• [WHAT THE TASK REQUIRES]: Report every line of the data where the string "Relaxed" appears.

• [TASK MATERIAL]:
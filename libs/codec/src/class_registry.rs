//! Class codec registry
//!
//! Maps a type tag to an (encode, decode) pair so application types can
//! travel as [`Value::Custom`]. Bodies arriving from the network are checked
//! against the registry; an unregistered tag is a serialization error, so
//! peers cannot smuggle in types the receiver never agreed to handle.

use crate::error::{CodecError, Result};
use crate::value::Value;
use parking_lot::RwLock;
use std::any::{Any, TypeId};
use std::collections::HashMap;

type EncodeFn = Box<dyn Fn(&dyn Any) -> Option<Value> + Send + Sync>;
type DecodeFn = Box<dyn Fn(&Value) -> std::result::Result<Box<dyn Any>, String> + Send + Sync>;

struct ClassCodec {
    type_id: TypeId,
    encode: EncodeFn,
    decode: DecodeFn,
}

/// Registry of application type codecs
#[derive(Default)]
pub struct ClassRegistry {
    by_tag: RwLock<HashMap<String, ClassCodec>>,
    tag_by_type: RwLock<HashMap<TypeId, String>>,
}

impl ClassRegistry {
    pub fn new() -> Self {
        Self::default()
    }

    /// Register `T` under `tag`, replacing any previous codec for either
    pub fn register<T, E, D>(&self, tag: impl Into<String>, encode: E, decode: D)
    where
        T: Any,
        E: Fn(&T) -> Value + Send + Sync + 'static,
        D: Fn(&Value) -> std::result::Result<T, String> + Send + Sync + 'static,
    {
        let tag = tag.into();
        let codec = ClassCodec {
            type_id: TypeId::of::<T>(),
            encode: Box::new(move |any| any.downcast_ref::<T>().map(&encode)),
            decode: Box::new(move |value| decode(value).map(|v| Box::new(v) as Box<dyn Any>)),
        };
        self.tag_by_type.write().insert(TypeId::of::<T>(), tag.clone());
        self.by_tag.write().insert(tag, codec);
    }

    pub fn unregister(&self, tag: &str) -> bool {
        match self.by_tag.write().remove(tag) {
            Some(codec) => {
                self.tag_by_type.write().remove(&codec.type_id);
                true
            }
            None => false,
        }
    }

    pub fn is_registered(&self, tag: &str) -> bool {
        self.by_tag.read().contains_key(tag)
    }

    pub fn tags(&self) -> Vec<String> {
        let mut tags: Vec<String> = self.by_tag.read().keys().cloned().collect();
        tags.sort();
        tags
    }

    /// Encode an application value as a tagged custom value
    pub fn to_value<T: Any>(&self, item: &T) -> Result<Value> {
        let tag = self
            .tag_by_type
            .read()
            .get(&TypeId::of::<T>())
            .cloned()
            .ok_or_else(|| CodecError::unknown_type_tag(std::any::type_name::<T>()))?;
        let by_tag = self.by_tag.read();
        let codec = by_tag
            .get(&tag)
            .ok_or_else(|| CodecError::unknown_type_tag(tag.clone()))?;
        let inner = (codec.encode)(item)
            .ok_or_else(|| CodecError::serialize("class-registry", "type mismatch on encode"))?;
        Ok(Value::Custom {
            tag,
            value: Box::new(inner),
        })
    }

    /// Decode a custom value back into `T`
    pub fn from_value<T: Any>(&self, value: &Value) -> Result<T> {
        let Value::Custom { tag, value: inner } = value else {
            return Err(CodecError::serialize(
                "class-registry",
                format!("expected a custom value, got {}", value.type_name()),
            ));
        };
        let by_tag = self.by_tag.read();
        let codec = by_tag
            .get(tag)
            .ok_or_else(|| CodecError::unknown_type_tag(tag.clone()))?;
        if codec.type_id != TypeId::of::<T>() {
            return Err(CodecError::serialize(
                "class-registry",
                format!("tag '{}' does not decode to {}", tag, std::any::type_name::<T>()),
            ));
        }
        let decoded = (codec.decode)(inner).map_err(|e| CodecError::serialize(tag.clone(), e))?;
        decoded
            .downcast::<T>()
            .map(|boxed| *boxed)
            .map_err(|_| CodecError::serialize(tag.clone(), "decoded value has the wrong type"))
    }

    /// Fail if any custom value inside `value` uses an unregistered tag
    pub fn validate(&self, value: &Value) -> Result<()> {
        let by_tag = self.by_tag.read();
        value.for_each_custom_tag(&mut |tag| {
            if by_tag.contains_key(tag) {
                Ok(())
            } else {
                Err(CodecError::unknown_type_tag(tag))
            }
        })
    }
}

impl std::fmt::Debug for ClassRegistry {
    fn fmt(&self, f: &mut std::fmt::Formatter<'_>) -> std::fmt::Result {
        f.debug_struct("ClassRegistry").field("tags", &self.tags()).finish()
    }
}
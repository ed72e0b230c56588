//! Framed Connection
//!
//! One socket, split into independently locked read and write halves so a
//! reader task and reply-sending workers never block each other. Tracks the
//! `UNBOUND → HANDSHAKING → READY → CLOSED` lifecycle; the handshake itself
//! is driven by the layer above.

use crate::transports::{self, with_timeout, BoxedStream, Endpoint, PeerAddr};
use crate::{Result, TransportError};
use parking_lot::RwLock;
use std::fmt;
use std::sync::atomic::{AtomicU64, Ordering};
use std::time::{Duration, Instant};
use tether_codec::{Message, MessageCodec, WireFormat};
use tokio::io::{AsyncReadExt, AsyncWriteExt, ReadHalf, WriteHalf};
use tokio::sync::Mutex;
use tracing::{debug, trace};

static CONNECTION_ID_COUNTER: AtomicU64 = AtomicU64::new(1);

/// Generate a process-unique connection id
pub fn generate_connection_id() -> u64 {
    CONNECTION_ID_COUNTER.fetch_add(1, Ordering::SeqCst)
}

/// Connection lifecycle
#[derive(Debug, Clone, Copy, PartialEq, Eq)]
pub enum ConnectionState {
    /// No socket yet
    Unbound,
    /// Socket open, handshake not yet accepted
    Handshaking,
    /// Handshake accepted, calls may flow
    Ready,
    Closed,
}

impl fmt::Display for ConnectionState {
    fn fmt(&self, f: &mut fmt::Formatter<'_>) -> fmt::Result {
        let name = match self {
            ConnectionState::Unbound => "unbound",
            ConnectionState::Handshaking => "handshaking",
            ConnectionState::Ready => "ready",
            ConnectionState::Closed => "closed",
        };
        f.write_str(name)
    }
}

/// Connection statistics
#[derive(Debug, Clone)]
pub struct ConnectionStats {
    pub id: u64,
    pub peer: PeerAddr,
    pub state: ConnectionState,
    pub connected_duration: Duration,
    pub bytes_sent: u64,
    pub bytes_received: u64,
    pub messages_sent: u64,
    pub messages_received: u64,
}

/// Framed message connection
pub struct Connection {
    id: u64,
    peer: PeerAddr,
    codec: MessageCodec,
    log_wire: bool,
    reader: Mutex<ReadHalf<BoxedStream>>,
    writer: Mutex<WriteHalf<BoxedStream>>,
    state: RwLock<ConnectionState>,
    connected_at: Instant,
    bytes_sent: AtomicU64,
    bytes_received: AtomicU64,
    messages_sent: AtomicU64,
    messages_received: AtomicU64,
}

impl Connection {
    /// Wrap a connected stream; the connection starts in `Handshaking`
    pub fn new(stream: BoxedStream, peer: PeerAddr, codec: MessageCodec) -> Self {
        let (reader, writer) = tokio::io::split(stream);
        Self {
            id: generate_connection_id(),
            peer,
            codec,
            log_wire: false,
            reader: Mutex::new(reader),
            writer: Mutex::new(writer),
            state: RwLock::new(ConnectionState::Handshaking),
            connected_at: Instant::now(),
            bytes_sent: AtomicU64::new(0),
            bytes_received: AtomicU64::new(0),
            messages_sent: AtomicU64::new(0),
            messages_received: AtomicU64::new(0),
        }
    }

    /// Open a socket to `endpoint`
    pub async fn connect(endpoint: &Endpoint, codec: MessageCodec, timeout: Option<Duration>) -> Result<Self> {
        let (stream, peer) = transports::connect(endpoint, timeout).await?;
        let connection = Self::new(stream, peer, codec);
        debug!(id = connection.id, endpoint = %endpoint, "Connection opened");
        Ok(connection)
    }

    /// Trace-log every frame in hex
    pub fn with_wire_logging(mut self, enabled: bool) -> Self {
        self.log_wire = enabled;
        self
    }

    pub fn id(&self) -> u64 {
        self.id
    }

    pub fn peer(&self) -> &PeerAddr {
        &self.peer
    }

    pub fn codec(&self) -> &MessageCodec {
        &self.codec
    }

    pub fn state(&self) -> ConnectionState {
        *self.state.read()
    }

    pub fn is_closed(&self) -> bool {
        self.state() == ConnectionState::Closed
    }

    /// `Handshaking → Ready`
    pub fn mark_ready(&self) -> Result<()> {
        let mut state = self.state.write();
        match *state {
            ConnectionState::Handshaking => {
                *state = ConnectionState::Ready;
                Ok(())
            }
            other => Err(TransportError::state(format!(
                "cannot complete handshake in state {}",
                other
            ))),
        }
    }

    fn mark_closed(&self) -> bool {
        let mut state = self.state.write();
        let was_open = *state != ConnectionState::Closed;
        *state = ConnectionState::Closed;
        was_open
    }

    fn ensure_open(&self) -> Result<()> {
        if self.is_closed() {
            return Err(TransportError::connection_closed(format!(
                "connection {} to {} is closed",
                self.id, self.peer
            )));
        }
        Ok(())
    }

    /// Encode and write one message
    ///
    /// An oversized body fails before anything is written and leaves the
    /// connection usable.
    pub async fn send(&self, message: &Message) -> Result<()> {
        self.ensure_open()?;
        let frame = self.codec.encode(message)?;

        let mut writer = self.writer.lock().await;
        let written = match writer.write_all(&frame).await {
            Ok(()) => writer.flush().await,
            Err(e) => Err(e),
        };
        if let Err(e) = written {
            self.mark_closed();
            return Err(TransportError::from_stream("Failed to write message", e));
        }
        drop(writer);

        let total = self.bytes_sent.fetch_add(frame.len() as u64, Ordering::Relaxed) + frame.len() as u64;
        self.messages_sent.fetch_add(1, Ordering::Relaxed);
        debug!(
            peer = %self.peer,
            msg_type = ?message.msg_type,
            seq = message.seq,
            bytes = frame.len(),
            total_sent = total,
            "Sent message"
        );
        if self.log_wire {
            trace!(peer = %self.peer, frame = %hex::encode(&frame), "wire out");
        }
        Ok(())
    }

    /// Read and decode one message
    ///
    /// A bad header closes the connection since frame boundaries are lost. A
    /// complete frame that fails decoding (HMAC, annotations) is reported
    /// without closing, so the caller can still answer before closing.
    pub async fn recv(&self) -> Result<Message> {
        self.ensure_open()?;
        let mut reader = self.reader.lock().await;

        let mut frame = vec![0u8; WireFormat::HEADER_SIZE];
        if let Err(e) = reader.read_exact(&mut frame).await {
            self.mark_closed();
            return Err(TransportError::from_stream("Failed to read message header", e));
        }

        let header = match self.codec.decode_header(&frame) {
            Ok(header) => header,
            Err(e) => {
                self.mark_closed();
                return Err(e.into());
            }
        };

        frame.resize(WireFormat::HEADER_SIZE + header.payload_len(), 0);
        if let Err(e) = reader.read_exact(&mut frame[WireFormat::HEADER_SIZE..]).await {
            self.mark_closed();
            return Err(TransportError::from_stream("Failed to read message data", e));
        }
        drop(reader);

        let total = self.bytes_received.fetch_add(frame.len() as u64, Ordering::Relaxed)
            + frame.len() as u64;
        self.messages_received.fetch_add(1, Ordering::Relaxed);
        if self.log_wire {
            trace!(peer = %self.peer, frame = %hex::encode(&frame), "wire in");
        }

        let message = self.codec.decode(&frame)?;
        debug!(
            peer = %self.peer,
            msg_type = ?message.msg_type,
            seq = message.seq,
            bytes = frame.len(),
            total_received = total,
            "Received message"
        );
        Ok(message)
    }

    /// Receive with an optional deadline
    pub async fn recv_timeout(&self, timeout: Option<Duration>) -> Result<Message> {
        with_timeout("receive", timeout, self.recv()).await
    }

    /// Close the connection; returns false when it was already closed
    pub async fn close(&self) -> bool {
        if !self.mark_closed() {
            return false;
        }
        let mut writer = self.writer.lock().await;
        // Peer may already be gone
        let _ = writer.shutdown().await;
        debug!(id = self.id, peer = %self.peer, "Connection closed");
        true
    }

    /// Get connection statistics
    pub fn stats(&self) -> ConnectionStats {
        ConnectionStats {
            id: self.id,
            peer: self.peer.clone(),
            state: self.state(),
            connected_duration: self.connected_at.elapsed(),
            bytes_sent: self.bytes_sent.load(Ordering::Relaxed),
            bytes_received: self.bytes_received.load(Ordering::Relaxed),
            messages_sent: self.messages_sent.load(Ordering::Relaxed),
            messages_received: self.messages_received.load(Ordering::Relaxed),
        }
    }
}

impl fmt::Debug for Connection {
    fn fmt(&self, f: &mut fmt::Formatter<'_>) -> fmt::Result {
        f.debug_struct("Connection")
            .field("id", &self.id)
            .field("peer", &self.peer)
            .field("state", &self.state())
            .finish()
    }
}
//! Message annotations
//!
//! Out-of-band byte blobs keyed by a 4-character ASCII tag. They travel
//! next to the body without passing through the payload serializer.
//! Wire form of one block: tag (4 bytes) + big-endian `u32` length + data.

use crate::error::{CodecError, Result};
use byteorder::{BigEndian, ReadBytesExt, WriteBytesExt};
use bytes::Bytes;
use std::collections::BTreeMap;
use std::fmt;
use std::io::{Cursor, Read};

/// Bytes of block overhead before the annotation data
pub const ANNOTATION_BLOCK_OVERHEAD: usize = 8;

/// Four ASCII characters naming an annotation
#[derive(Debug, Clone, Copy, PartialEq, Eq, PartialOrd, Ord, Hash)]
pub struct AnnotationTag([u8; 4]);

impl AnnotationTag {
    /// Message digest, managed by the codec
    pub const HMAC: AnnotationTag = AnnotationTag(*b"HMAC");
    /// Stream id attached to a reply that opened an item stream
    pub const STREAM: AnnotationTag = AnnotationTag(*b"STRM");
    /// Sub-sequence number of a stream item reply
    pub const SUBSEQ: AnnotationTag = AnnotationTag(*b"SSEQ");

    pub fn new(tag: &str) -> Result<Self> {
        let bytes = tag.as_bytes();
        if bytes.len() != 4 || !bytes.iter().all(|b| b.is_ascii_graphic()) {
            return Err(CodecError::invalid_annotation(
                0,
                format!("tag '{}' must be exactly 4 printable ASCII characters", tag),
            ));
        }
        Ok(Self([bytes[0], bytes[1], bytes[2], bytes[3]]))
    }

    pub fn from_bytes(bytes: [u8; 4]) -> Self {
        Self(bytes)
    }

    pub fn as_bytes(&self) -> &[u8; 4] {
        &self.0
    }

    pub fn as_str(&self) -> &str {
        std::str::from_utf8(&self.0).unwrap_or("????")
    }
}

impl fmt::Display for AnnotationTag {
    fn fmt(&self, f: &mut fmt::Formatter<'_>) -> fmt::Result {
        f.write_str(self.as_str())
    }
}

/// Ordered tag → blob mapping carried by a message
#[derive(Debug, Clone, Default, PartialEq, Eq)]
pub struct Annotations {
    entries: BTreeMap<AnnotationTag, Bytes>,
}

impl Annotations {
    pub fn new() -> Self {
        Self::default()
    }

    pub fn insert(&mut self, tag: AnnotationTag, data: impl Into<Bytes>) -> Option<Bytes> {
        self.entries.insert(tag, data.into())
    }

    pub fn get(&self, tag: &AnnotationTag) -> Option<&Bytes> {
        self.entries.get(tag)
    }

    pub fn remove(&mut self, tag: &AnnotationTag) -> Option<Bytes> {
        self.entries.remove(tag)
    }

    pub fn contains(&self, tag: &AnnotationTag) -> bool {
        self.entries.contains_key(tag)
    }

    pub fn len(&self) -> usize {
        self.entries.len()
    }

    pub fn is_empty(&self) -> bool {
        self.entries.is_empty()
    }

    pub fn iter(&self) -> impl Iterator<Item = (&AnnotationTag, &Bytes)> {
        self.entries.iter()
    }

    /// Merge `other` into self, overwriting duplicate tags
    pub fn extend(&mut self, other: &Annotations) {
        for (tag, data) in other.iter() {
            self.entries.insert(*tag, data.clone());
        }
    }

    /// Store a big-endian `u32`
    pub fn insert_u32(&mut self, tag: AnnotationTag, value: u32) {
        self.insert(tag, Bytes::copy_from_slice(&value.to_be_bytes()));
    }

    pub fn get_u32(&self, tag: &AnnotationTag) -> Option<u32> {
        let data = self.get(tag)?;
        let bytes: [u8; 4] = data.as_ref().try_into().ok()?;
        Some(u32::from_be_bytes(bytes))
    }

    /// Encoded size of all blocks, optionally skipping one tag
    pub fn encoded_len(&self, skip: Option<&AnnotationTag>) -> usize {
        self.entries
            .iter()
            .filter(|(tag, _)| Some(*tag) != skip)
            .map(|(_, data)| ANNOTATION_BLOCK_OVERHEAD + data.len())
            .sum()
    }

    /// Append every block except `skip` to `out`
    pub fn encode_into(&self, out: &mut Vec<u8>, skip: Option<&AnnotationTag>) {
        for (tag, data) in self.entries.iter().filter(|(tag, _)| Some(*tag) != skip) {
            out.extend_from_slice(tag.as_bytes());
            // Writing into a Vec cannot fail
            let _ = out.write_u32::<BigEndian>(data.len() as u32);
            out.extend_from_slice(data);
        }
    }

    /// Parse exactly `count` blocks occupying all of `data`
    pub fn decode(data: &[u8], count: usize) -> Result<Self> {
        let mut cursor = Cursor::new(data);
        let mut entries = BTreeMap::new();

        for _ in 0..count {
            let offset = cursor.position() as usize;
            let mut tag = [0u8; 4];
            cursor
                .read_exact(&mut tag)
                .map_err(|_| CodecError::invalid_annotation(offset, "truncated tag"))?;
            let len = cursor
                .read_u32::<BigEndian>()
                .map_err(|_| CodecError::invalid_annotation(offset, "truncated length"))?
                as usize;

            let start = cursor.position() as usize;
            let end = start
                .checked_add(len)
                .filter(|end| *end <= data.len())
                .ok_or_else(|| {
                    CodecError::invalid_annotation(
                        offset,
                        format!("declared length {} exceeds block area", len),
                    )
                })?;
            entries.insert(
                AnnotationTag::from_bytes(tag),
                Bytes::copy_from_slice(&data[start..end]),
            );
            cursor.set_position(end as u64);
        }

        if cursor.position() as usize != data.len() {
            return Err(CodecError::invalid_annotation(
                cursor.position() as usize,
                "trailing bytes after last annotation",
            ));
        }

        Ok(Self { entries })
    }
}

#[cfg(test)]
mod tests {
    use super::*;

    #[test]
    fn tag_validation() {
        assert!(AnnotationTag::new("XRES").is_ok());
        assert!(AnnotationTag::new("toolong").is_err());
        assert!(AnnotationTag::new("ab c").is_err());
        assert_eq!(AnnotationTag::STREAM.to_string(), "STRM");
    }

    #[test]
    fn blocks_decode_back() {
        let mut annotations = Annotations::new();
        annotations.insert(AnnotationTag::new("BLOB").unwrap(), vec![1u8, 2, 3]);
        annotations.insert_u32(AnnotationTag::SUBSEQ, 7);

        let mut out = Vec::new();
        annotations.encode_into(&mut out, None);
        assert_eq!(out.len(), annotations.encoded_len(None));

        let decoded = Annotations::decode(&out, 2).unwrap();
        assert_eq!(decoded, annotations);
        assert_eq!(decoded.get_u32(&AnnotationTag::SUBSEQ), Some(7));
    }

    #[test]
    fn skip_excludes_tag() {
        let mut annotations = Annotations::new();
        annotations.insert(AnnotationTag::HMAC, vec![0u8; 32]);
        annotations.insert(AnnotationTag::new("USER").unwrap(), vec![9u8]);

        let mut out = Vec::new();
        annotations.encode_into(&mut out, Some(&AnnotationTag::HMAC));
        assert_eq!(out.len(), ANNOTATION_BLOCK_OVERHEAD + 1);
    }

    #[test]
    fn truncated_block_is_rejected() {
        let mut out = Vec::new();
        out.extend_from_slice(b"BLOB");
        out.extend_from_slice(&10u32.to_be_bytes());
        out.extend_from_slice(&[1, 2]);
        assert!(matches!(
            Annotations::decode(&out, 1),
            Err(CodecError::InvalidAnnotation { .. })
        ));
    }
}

• [EXERCISE RESULT]:
        let total = self.bytes_sent.fetch_add(frame.len() as u64, Ordering::Relaxed) + frame.len() as u64;
        self.messages_sent.fetch_add(1, Ordering::Relaxed);
        let total = self.bytes_received.fetch_add(frame.len() as u64, Ordering::Relaxed)
        self.messages_received.fetch_add(1, Ordering::Relaxed);
            bytes_sent: self.bytes_sent.load(Ordering::Relaxed),
            bytes_received: self.bytes_received.load(Ordering::Relaxed),
            messages_sent: self.messages_sent.load(Ordering::Relaxed),
            messages_received: self.messages_received.load(Ordering::Relaxed),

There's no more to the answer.